Virulence as death outcome. 3D graphic comparison of three inocula and 5 temperatures for the fungi used. (A) The C. neoformans var. grubii curve shows that the ViRaDO increased as a function of inoculum and temperature. (B) C. amylolentus had a bimodal pattern. At 25°C and 28°C, C. amylolentus was highly pathogenic for G. mellonella larvae but only at the highest inoculum, 5 × 10⁶ CFU/larva. At 30°C and 32°C, the virulence decreased for the three different tested inocula. At 35°C there is an increase in larval mortality in the three inoculation groups. (C) C. podzolicus CBS 6490 showed an increased virulence as a function of the temperature up to 30°C, and at 32°C, the fungus virulence decreased, followed by an increase at 35°C. (D) C. podzolicus CBS 9357 manifested its greatest virulence at 28°C. (E) Noninjected (NI) and PBS-injected larva controls.
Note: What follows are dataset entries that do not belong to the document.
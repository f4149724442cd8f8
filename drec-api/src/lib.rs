//! drec-api library - DreamRecords resource API
//!
//! CRUD endpoints for releases, artists and labels under a versioned `/v1`
//! base path, backed by SQLite. List reads degrade to a built-in sample
//! dataset (flagged `mock: true`) when the store is unreachable; writes
//! surface hard errors instead.

use axum::Router;
use sqlx::SqlitePool;
use tower_http::cors::CorsLayer;
use tower_http::trace::TraceLayer;

pub mod api;
pub mod sample;
pub mod store;

/// Application state shared across HTTP handlers
#[derive(Clone)]
pub struct AppState {
    /// Database connection pool
    pub db: SqlitePool,
}

impl AppState {
    /// Create new application state
    pub fn new(db: SqlitePool) -> Self {
        Self { db }
    }
}

/// Build application router
pub fn build_router(state: AppState) -> Router {
    use axum::routing::get;

    Router::new()
        .route("/", get(api::service_banner))
        .route("/v1/ping", get(api::ping))
        .route("/v1/db-check", get(api::db_check))
        .route(
            "/v1/releases",
            get(api::list_releases).post(api::create_release),
        )
        .route(
            "/v1/releases/:id",
            get(api::get_release)
                .put(api::update_release)
                .delete(api::delete_release),
        )
        .route("/v1/artists", get(api::list_artists).post(api::create_artist))
        .route("/v1/labels", get(api::list_labels).post(api::create_label))
        .merge(api::health_routes())
        .fallback(api::not_found)
        .layer(CorsLayer::permissive())
        .layer(TraceLayer::new_for_http())
        .with_state(state)
}
//! Service banner, ping and database connectivity probes

use axum::{extract::State, http::StatusCode, response::IntoResponse, Json};
use chrono::Utc;
use serde_json::json;

use crate::AppState;

/// GET /
///
/// Service identification banner.
pub async fn service_banner() -> Json<serde_json::Value> {
    Json(json!({
        "ok": true,
        "name": "DreamRecords API",
        "time": Utc::now().to_rfc3339(),
    }))
}

/// GET /v1/ping
pub async fn ping() -> Json<serde_json::Value> {
    Json(json!({
        "pong": true,
        "time": Utc::now().to_rfc3339(),
    }))
}

/// GET /v1/db-check
///
/// Database connectivity probe. Unlike the list endpoints this does not
/// degrade to sample data; an unreachable store reports a 500.
pub async fn db_check(State(state): State<AppState>) -> impl IntoResponse {
    match sqlx::query_scalar::<_, i64>("SELECT 1").fetch_one(&state.db).await {
        Ok(one) => (
            StatusCode::OK,
            Json(json!({
                "ok": one == 1,
                "driver": "sqlite",
                "time": Utc::now().to_rfc3339(),
            })),
        ),
        Err(e) => (
            StatusCode::INTERNAL_SERVER_ERROR,
            Json(json!({
                "ok": false,
                "error": "DB connect failed",
                "message": e.to_string(),
            })),
        ),
    }
}

/// Fallback handler for unknown routes
pub async fn not_found() -> impl IntoResponse {
    (StatusCode::NOT_FOUND, Json(json!({ "error": "Not Found" })))
}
Virulence in the non-heat-tolerant cryptococci was dependent of the number of inoculated organisms and the experimental temperature. C. amylolentus was the most virulent for G. mellonella larvae, manifesting a bimodal pattern. At 25°C and 28°C, C. amylolentus was highly pathogenic for G. mellonella larvae, but only at the highest inoculum, 5 × 10⁶ CFU/larva (Fig. 3B; Table 2). At 30°C and 32°C, the virulence decreased. At 35°C, there was an increase in larval mortality in the three inoculation groups (Fig. 3B; Table 2). At 25°C, the killing curves of C. neoformans var. grubii and C. amylolentus were not statistically different for 5 × 10⁶ CFU/larva (Fig. 4).

FIG 4 .

G. mellonella survival after infection with cryptococcal spp. Larvae were infected with 5 × 10⁶ CFU of C. neoformans var. grubii (H99) (top) or C. amylolentus (bottom). Survival experiments were performed at a range of temperatures from 25 to 35°C. The killing curve at 25°C showed no statistical difference (P = 0.8507) for larvae infected with C. neoformans var. grubii or C. amylolentus.
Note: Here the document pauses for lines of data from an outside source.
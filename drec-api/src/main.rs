//! drec-api - DreamRecords resource API service
//!
//! Serves the label dashboard's release/artist/label resources over HTTP
//! with SQLite persistence.

use anyhow::Result;
use clap::Parser;
use std::path::PathBuf;
use tracing::info;

use drec_api::{build_router, AppState};
use drec_common::config;

#[derive(Debug, Parser)]
#[command(name = "drec-api", about = "DreamRecords resource API")]
struct Args {
    /// HTTP port to listen on (falls back to DREC_PORT, then the config file)
    #[arg(short, long)]
    port: Option<u16>,

    /// Data directory (database lives here)
    #[arg(short, long)]
    data_dir: Option<PathBuf>,

    /// Explicit database path, overriding the data directory default
    #[arg(long)]
    database: Option<PathBuf>,
}

#[tokio::main]
async fn main() -> Result<()> {
    tracing_subscriber::fmt()
        .with_env_filter(
            tracing_subscriber::EnvFilter::from_default_env()
                .add_directive(tracing::Level::INFO.into()),
        )
        .init();

    info!("Starting DreamRecords API (drec-api) v{}", env!("CARGO_PKG_VERSION"));

    let args = Args::parse();

    let data_dir = config::resolve_data_dir(args.data_dir.as_deref());
    config::ensure_data_dir(&data_dir)?;

    let db_path = args
        .database
        .unwrap_or_else(|| config::database_path(&data_dir));
    info!("Database path: {}", db_path.display());

    let pool = drec_common::db::init_database(&db_path).await?;

    let state = AppState::new(pool);
    let app = build_router(state);

    let port = config::resolve_port(args.port);
    let listener = tokio::net::TcpListener::bind(("127.0.0.1", port)).await?;
    info!("drec-api listening on http://127.0.0.1:{}", port);
    info!("Health check: http://127.0.0.1:{}/health", port);

    axum::serve(listener, app).await?;

    Ok(())
}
In the case of C. podzolicus, we observed that its capability to kill larvae was strain dependent, showing peaks of virulence at 28°C and 35°C (Fig. 3C and D; Table 2). The overall virulence of C. podzolicus was low compared to that of the other cryptococci. At 25°C larval mortality was no higher than in the controls. The slight increase in larval mortality infected with C. podzolicus at 35°C can be partially attributed to a basal increase in mortality in untreated larvae and PBS-injected larvae (Fig. 3E). The results suggested that heat stress contributed to increased host susceptibility for infection. To rule out the possibility that larval deaths were caused by the large amount of yeast inoculated into the hemocoel, we tested the effect of injecting heat-killed yeast on larva survival for all strains and found no evidence of reduced survival even when 5 × 10⁶ yeast cells/larva were given (data not shown).

Virulence displays a deterministic behavior.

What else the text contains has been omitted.